WHAT IS EXPECTED → Among the records below, find each line bearing the word "instrument" and copy it.

Saved entries:
--------
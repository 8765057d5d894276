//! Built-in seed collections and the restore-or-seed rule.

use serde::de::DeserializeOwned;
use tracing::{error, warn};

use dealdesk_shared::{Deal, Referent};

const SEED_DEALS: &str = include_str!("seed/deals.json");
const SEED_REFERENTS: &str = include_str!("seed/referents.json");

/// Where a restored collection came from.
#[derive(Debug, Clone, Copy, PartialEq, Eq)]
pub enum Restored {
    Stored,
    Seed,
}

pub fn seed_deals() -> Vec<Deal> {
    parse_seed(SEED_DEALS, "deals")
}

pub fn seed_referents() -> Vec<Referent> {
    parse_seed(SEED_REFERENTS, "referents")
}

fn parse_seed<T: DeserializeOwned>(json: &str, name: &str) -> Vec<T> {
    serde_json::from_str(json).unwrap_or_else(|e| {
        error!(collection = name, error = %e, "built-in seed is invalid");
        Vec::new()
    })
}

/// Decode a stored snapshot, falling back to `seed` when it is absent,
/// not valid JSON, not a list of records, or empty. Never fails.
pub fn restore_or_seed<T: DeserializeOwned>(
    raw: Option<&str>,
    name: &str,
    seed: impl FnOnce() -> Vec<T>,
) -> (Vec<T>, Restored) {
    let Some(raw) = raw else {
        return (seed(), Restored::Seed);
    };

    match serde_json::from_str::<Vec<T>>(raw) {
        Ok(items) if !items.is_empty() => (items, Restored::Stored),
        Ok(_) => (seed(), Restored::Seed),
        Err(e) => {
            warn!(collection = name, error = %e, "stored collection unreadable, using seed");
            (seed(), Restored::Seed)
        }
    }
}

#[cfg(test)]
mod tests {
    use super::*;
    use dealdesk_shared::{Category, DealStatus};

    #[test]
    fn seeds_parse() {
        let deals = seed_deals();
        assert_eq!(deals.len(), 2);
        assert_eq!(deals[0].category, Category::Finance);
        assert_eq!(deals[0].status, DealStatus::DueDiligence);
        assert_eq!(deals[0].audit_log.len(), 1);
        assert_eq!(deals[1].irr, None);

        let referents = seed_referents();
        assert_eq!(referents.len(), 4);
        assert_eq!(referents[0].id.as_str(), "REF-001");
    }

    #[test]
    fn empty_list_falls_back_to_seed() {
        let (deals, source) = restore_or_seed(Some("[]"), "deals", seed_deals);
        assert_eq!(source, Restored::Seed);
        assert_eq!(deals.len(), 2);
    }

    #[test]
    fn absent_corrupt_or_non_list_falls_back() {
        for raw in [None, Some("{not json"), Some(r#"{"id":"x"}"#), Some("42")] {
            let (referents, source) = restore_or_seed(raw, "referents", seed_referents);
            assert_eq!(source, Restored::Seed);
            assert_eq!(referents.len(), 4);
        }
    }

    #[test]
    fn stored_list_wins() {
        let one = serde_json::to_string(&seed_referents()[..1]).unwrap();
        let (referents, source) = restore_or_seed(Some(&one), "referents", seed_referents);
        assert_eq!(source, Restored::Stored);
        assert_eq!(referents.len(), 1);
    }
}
--------
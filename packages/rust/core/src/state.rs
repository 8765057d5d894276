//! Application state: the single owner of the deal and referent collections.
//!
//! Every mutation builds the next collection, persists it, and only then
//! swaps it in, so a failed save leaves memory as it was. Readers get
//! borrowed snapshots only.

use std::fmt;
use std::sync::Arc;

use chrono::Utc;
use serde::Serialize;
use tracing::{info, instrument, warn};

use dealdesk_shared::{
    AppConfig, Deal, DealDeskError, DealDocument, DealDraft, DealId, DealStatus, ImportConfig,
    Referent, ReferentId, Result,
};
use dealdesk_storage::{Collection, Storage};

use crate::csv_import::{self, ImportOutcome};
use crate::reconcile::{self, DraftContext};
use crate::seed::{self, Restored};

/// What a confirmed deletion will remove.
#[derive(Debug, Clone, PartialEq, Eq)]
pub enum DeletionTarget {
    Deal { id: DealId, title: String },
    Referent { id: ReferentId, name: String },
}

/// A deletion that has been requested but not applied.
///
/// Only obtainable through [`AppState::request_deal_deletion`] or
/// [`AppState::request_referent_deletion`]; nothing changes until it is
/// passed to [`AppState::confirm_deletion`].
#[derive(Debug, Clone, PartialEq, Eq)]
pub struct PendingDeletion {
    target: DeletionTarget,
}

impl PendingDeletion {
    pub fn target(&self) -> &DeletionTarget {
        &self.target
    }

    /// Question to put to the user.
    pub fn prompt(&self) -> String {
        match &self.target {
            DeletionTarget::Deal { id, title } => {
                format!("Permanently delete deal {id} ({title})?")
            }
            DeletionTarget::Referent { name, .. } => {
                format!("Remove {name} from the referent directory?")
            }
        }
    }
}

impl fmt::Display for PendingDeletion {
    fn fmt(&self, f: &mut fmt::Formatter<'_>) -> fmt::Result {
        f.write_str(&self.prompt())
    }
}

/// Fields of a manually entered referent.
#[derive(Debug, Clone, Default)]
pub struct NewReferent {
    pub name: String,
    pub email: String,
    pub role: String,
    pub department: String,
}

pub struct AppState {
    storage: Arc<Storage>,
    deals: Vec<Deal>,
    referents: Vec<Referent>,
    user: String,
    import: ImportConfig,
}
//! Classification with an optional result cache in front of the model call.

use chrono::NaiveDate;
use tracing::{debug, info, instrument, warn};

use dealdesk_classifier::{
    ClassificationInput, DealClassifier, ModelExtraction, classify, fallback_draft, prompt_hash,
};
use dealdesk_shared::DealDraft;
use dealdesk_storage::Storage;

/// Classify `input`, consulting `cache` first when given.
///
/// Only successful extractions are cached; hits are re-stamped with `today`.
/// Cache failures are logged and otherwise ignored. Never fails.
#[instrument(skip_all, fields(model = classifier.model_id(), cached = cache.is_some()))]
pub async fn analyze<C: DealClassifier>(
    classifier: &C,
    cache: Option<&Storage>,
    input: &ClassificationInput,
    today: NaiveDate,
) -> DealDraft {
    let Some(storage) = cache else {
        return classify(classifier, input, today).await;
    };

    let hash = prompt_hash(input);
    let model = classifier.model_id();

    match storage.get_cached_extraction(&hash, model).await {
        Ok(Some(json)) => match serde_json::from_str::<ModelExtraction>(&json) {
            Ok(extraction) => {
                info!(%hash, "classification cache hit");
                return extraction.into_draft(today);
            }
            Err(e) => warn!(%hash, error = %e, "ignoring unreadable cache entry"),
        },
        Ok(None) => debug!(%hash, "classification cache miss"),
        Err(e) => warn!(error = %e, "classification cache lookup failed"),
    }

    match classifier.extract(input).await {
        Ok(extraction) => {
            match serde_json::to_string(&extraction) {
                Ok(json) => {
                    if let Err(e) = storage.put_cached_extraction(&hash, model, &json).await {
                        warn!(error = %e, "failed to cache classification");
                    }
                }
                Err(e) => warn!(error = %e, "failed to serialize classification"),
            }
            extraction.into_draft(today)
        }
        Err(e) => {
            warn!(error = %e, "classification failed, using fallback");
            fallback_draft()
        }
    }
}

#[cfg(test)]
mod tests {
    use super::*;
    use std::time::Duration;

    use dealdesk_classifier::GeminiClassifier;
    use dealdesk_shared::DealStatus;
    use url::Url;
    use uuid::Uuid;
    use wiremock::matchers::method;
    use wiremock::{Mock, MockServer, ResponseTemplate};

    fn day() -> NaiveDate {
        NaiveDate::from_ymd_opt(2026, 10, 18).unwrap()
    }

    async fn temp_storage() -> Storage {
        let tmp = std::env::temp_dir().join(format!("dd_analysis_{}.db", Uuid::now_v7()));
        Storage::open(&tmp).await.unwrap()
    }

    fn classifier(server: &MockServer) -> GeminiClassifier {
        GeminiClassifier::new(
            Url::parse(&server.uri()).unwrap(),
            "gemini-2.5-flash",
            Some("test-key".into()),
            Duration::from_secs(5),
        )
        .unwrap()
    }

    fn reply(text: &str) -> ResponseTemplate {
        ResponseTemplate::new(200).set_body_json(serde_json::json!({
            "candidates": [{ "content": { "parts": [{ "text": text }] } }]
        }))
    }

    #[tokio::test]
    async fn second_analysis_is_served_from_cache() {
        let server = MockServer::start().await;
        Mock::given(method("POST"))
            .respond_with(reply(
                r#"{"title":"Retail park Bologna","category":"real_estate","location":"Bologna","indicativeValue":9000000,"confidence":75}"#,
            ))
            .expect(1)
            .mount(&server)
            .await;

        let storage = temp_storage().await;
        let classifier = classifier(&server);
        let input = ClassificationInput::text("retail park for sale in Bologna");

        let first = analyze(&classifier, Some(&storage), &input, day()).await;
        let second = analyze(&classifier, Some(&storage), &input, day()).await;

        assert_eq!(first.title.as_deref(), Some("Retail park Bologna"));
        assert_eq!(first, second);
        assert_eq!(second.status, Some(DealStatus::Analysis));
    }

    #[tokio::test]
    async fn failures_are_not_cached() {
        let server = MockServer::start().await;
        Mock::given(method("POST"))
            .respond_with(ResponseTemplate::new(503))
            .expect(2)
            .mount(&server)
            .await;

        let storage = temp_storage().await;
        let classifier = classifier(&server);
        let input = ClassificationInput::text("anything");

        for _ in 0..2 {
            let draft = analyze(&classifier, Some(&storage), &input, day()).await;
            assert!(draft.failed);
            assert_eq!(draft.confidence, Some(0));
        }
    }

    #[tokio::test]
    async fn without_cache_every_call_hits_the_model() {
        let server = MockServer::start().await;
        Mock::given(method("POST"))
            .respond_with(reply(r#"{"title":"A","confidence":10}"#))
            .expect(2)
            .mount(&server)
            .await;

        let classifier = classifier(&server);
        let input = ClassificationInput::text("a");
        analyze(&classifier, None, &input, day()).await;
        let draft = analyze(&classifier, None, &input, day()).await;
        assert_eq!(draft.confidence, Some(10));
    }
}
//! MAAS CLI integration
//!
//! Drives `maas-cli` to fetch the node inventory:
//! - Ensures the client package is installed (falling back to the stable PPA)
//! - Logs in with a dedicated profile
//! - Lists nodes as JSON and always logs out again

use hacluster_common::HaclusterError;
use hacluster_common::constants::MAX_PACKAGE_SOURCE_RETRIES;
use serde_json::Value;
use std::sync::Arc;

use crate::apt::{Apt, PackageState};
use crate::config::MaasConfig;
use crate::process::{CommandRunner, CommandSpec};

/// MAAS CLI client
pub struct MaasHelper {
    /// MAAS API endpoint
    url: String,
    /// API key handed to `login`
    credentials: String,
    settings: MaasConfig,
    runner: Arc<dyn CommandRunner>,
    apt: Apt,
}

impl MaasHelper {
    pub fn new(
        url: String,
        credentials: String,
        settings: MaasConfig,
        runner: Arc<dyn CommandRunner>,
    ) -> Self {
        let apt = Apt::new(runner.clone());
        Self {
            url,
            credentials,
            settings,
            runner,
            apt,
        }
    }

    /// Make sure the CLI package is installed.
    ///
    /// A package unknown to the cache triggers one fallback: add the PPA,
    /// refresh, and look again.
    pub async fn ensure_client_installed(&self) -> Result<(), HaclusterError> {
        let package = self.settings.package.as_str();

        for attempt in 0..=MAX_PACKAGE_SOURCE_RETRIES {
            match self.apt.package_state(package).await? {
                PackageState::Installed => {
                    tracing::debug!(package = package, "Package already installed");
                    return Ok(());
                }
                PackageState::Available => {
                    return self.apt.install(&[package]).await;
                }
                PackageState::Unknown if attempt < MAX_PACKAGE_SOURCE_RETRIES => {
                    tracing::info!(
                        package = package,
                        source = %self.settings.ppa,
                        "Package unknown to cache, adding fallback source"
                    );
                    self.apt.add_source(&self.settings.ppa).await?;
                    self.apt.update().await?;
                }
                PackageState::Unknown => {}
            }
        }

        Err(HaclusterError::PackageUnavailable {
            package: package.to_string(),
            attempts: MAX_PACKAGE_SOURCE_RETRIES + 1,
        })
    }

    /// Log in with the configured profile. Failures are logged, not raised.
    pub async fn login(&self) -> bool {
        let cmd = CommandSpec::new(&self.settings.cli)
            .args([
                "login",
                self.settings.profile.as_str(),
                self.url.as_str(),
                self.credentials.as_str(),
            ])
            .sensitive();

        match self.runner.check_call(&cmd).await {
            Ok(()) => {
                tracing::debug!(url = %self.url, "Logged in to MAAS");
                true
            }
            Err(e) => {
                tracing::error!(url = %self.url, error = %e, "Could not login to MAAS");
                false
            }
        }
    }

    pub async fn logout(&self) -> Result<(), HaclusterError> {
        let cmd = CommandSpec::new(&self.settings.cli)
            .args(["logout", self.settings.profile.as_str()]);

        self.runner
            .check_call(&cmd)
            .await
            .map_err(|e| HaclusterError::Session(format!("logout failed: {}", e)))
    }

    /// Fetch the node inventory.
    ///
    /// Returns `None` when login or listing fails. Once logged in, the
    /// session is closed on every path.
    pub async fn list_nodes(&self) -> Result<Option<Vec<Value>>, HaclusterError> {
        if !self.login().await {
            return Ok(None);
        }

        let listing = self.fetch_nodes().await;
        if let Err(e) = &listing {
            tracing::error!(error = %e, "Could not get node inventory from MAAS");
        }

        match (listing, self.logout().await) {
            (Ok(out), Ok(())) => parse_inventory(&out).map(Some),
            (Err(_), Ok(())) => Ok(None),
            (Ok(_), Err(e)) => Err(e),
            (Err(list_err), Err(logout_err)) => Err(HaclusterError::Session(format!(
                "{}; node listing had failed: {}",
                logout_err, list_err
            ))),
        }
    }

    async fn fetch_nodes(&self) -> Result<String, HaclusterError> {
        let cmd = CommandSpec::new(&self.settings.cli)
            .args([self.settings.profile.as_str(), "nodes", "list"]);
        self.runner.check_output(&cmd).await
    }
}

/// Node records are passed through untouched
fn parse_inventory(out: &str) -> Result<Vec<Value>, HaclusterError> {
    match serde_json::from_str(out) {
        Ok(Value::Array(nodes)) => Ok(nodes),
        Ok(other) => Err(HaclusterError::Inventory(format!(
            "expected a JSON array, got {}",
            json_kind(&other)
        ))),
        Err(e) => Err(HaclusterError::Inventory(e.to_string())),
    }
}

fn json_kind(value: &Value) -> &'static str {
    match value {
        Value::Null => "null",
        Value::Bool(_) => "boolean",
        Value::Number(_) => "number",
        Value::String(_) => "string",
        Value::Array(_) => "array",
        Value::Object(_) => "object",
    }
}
--------
TASK RESULT →
use tracing::{info, instrument, warn};
use tracing::{debug, info, instrument, warn};
#[instrument(skip_all, fields(model = classifier.model_id(), cached = cache.is_some()))]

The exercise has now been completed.